NEW YORK (GenomeWeb News) – Fiscal third-quarter revenues rose 22 percent year over year with its Life Sciences segment seeing 21 percent growth, Agilent Technologies reported after the close of the market on Monday.
For the three months ended July 31, total revenues came in at $1.69 billion, compared to $1.38 billion a year ago, beating analyst estimates of $1.66 billion. Orders for the quarter increased 13 percent to $1.69 billion from $1.49 billion a year ago.
Life Sciences posted $453 million in revenues, up from 374 million a year ago, with bookings of $445 million, a 14 percent increase from $391 million during the third quarter of 2010. In a conference call following the earnings release, Agilent CFO Didier Hirsch said that Life Sciences grew 18 percent organically year over year.
Agilent President and CEO William Sullivan noted on the call "solid growth" across all the company's segments in all regions with particular strength in China and the rest of Asia-Pacific. He added that though there remains market uncertainty over the US and European pharmaceutical sectors "we have good momentum driven by the replacement cycle in lab instrumentation."
All "key product platforms" and the service business saw double-digit growth year over year during the quarter, Sullivan said.
Nick Roelofs president Agilent's Life Sciences division, said in his segment, "We feel a lot of power in that replacement and technology upgrade cycle coming, so we're pretty comfortable with where pharma/biotech is on a global basis at the moment."
He added that while there has been nervousness among life science tools companies about the academic and government end markets, it makes up only 8 percent of Agilent's total business. Also, because Agilent did not benefit substantially from global stimulus funding, which is now reaching its end, "we're not too concerned about whatever inflection may be occurring on the stimulus" cycle, he said.
On the conference call Sullivan also signaled a possible shift in Agilent's M&A strategy. In the past, he has said that valuations of possible acquisition had been through the roof, particularly in the life sciences. Today, he said that the current environment may work in his company's favor to do a deal and said that if one were to transpire, Agilent would most likely do a cash deal or borrow money to fund it rather than issue shares of its stock.
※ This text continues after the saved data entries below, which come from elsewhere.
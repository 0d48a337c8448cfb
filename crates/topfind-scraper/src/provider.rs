//! The provider adapter contract shared by every external source.

use async_trait::async_trait;
use serde_json::{Map, Value as JsonValue};
use topfind_core::ResourceKind;

use crate::error::ScraperError;

/// One external platform feeding a resource kind.
#[derive(Debug, Clone, Copy, PartialEq, Eq, Hash, PartialOrd, Ord)]
pub enum ProviderKind {
    GooglePlay,
    AppStore,
    Spotify,
    ApplePodcasts,
    YouTube,
    GoogleNews,
}

impl ProviderKind {
    pub const ALL: [ProviderKind; 6] = [
        ProviderKind::GooglePlay,
        ProviderKind::AppStore,
        ProviderKind::Spotify,
        ProviderKind::ApplePodcasts,
        ProviderKind::YouTube,
        ProviderKind::GoogleNews,
    ];

    #[must_use]
    pub fn as_str(self) -> &'static str {
        match self {
            ProviderKind::GooglePlay => "google_play",
            ProviderKind::AppStore => "app_store",
            ProviderKind::Spotify => "spotify",
            ProviderKind::ApplePodcasts => "apple_podcasts",
            ProviderKind::YouTube => "youtube",
            ProviderKind::GoogleNews => "google_news",
        }
    }

    #[must_use]
    pub fn resource_kind(self) -> ResourceKind {
        match self {
            ProviderKind::GooglePlay | ProviderKind::AppStore => ResourceKind::Apps,
            ProviderKind::Spotify | ProviderKind::ApplePodcasts => ResourceKind::Podcasts,
            ProviderKind::YouTube => ResourceKind::Videos,
            ProviderKind::GoogleNews => ResourceKind::News,
        }
    }

    /// Providers that feed `kind`, in concatenation order.
    #[must_use]
    pub fn for_resource(kind: ResourceKind) -> &'static [ProviderKind] {
        match kind {
            ResourceKind::Apps => &[ProviderKind::GooglePlay, ProviderKind::AppStore],
            ResourceKind::Podcasts => &[ProviderKind::Spotify, ProviderKind::ApplePodcasts],
            ResourceKind::Videos => &[ProviderKind::YouTube],
            ResourceKind::News => &[ProviderKind::GoogleNews],
        }
    }
}

impl std::fmt::Display for ProviderKind {
    fn fmt(&self, f: &mut std::fmt::Formatter<'_>) -> std::fmt::Result {
        f.write_str(self.as_str())
    }
}

/// Market a search targets.
#[derive(Debug, Clone, PartialEq, Eq)]
pub struct SearchContext {
    /// ISO 639-1 language code, lower-case (`en`).
    pub lang: String,
    /// ISO 3166-1 alpha-2 country code, lower-case (`us`).
    pub country: String,
}

impl SearchContext {
    #[must_use]
    pub fn new(lang: &str, country: &str) -> Self {
        Self {
            lang: lang.trim().to_ascii_lowercase(),
            country: country.trim().to_ascii_lowercase(),
        }
    }
}

impl Default for SearchContext {
    fn default() -> Self {
        Self::new("en", "us")
    }
}

/// A provider-native search result before `parse`.
pub type RawItem = JsonValue;

/// A parsed item, still keyed by provider-native field names.
#[derive(Debug, Clone, PartialEq)]
pub struct ProviderRow {
    pub provider: ProviderKind,
    pub fields: Map<String, JsonValue>,
    /// Set when a secondary lookup timed out or failed and the row carries
    /// only what the search listing provided.
    pub degraded: bool,
}

impl ProviderRow {
    #[must_use]
    pub fn new(provider: ProviderKind) -> Self {
        Self {
            provider,
            fields: Map::new(),
            degraded: false,
        }
    }

    /// Builds a row from a JSON object; anything else yields an empty row.
    #[must_use]
    pub fn from_object(provider: ProviderKind, item: RawItem) -> Self {
        let fields = match item {
            JsonValue::Object(map) => map,
            _ => Map::new(),
        };
        Self {
            provider,
            fields,
            degraded: false,
        }
    }

    pub fn set(&mut self, field: &str, value: impl Into<JsonValue>) {
        self.fields.insert(field.to_string(), value.into());
    }

    #[must_use]
    pub fn get(&self, field: &str) -> Option<&JsonValue> {
        self.fields.get(field)
    }

    #[must_use]
    pub fn str_field(&self, field: &str) -> Option<&str> {
        self.fields.get(field).and_then(JsonValue::as_str)
    }
}

/// Capability set of one external source.
///
/// `search` pages through results for one expanded query string. `parse`
/// turns one raw result into a row, performing any secondary lookups under
/// a per-item deadline: a lookup that times out degrades the row instead of
/// failing it.
#[async_trait]
pub trait ProviderAdapter: Send + Sync {
    fn kind(&self) -> ProviderKind;

    async fn search(&self, query: &str) -> Result<Vec<RawItem>, ScraperError>;

    async fn parse(&self, item: RawItem) -> Result<ProviderRow, ScraperError>;
}
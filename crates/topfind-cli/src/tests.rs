use std::io::Write;

use topfind_core::{build_app_config, AppConfig, ConfigStore, FilterSpec, ResourceKind};

use super::*;
use crate::configs::{saved_config, ConfigCommands};
use crate::search::{build_requests, read_filter_file, write_reports, SearchArgs};

fn defaults() -> AppConfig {
    build_app_config(|_| Err(std::env::VarError::NotPresent)).expect("default config")
}

fn search_args(argv: &[&str]) -> SearchArgs {
    let mut full = vec!["topfind", "search"];
    full.extend_from_slice(argv);
    match Cli::try_parse_from(full).expect("expected valid cli args").command {
        Commands::Search(args) => args,
        Commands::Config { .. } => panic!("expected search command"),
    }
}

#[test]
fn parses_search_with_repeated_and_comma_separated_kinds() {
    let args = search_args(&[
        "--kind", "apps,videos", "--kind", "news", "-q", "cancer", "-q", "support",
    ]);
    assert_eq!(
        args.kinds,
        vec![ResourceKind::Apps, ResourceKind::Videos, ResourceKind::News]
    );
    assert_eq!(args.inputs.queries, vec!["cancer", "support"]);
    assert!(!args.dry_run);
    assert!(!args.audit);
}

#[test]
fn search_requires_a_kind() {
    assert!(Cli::try_parse_from(["topfind", "search", "-q", "cancer"]).is_err());
}

#[test]
fn rejects_unknown_kind() {
    assert!(Cli::try_parse_from(["topfind", "search", "--kind", "books", "-q", "x"]).is_err());
}

#[test]
fn parses_search_flags() {
    let args = search_args(&[
        "--kind", "podcasts", "-q", "cancer", "--synonyms", "tumor, oncology",
        "--fields", "id,title", "--lang", "es", "--country", "mx", "--out", "/tmp/out",
        "--audit", "--dry-run",
    ]);
    assert_eq!(args.inputs.synonym_lists(), vec![vec!["tumor", "oncology"]]);
    assert_eq!(args.inputs.fields, vec!["id", "title"]);
    assert_eq!(args.inputs.lang.as_deref(), Some("es"));
    assert!(args.audit);
    assert!(args.dry_run);
}

#[test]
fn parses_config_list_without_kind() {
    let cli = Cli::try_parse_from(["topfind", "config", "list"]).expect("expected valid cli args");
    assert!(matches!(
        cli.command,
        Commands::Config {
            command: ConfigCommands::List { kind: None }
        }
    ));
}

#[test]
fn parses_config_save() {
    let cli = Cli::try_parse_from([
        "topfind", "config", "save", "--kind", "news", "--name", "weekly", "-q", "cancer",
    ])
    .expect("expected valid cli args");
    assert!(matches!(
        cli.command,
        Commands::Config {
            command: ConfigCommands::Save { kind: ResourceKind::News, ref name, .. }
        } if name == "weekly"
    ));
}

#[test]
fn requests_use_configured_language_defaults() {
    let dir = tempfile::tempdir().expect("tempdir");
    let store = ConfigStore::new(dir.path());
    let args = search_args(&["--kind", "apps", "-q", "cancer", "--synonyms", "tumor"]);

    let requests = build_requests(&args, &defaults(), &store).expect("requests");
    assert_eq!(requests.len(), 1);
    assert_eq!(requests[0].lang, "en");
    assert_eq!(requests[0].country, "us");
    assert_eq!(requests[0].synonyms, vec![vec!["tumor".to_string()]]);
    assert!(requests[0].filters.is_none(), "default chain applies");
}

#[test]
fn requests_without_queries_are_rejected() {
    let dir = tempfile::tempdir().expect("tempdir");
    let store = ConfigStore::new(dir.path());
    let args = search_args(&["--kind", "news"]);
    assert!(build_requests(&args, &defaults(), &store).is_err());
}

#[test]
fn saved_configuration_is_loaded_and_overridden() {
    let dir = tempfile::tempdir().expect("tempdir");
    let store = ConfigStore::new(dir.path());
    let config = defaults();

    let save_args = search_args(&["--kind", "news", "-q", "cancer", "--lang", "es"]);
    let saved = saved_config(ResourceKind::News, &save_args.inputs, &config).expect("valid");
    store
        .save(ResourceKind::News, "weekly", &saved)
        .expect("save");

    let args = search_args(&["--kind", "news", "--config", "weekly", "--country", "MX"]);
    let requests = build_requests(&args, &config, &store).expect("requests");
    assert_eq!(requests[0].queries, vec!["cancer"]);
    assert_eq!(requests[0].lang, "es");
    assert_eq!(requests[0].country, "mx");
}

#[test]
fn missing_saved_configuration_is_an_error() {
    let dir = tempfile::tempdir().expect("tempdir");
    let store = ConfigStore::new(dir.path());
    let args = search_args(&["--kind", "news", "--config", "nope"]);
    assert!(build_requests(&args, &defaults(), &store).is_err());
}

#[test]
fn filter_file_is_keyed_by_kind() {
    let mut file = tempfile::NamedTempFile::new().expect("tempfile");
    write!(
        file,
        r#"{{"apps": {{"free": true, "score": 4}}, "news": {{"keywords_search": false}}}}"#
    )
    .expect("write");

    let filters = read_filter_file(file.path()).expect("parse filters");
    assert_eq!(
        filters.get(&ResourceKind::Apps),
        Some(&FilterSpec::new().with("free", true).with("score", 4_i64))
    );
    assert!(filters.contains_key(&ResourceKind::News));
}

#[test]
fn filter_file_with_unknown_kind_is_rejected() {
    let mut file = tempfile::NamedTempFile::new().expect("tempfile");
    write!(file, r#"{{"books": {{"free": true}}}}"#).expect("write");
    assert!(read_filter_file(file.path()).is_err());
}

#[test]
fn saving_rejects_invalid_filters() {
    let mut file = tempfile::NamedTempFile::new().expect("tempfile");
    write!(file, r#"{{"videos": {{"views": "lots"}}}}"#).expect("write");
    let path = file.path().to_str().expect("utf-8 path").to_string();

    let args = search_args(&["--kind", "videos", "-q", "cancer", "--filters", &path]);
    assert!(saved_config(ResourceKind::Videos, &args.inputs, &defaults()).is_err());
}

fn finished(kind: ResourceKind) -> topfind_pipeline::SearchReport {
    topfind_pipeline::SearchReport {
        kind,
        queries: vec!["cancer".to_string()],
        table: topfind_core::ResourceTable::new(kind, vec!["title".to_string()]),
        audit: None,
        tag_columns: Vec::new(),
        stages: Vec::new(),
        filter_steps: Vec::new(),
        providers: Vec::new(),
    }
}

fn job(kind: ResourceKind) -> topfind_pipeline::SearchJob {
    topfind_pipeline::SearchJob {
        request: topfind_pipeline::SearchRequest::new(kind, vec!["cancer".to_string()]),
        adapters: Vec::new(),
    }
}

#[test]
fn failed_export_does_not_stop_other_kinds() {
    let dir = tempfile::tempdir().expect("tempdir");
    // A directory where the apps CSV should go makes that export fail.
    std::fs::create_dir(dir.path().join("search_apps.csv")).expect("blocking dir");

    let jobs = [job(ResourceKind::Apps), job(ResourceKind::News)];
    let results = vec![Ok(finished(ResourceKind::Apps)), Ok(finished(ResourceKind::News))];
    let err = write_reports(&jobs, results, dir.path()).expect_err("apps export fails");

    assert!(err.to_string().contains("apps: export failed"), "{err}");
    assert!(dir.path().join("search_news.csv").is_file());
}

#[test]
fn every_kind_written_reports_success() {
    let dir = tempfile::tempdir().expect("tempdir");
    let jobs = [job(ResourceKind::Videos), job(ResourceKind::Podcasts)];
    let results = vec![
        Ok(finished(ResourceKind::Videos)),
        Ok(finished(ResourceKind::Podcasts)),
    ];
    write_reports(&jobs, results, dir.path()).expect("both exported");
    assert!(dir.path().join("search_videos.csv").is_file());
    assert!(dir.path().join("search_podcasts.csv").is_file());
}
The firm's Chemical Analysis division saw a 17 percent increase in revenues year over year to $383 million, while Electronic Measurement revenues grew 24 percent to $856 million.
Net income increased 61 percent to $330 million, or $.92 per share, from $205 million, or $.58 per share, a year ago.
During the quarter Agilent had intangible amortization of $29 million, acquisition and integration costs of $11 million, and restructuring and transformational charges of $13 million. It also recognized a tax benefit of $105 million. Excluding those items and $2 million of other net credits, adjusted EPS for the quarter was $.77, outpacing Wall Street forecasts for $.73.
The Santa Clara, Calif.-based company increased R&D spending 5 percent to $162 million during the quarter from $154 million a year ago, while it reduced SG&A costs about 2 percent to $449 million from $456 million.
For the fourth quarter, Agilent said that revenues are expected to be in the range of $1.74 billion and $1.76 billion. Non-GAAP EPS is anticipated in the range of $.79 and $.81.
The company raised full-year revenue 2011 guidance to between $6.64 billion and $6.66 billion and adjusted EPS guidance to between $2.90 and $2.92.
Agilent finished the quarter with $3.10 billion in cash and cash equivalents.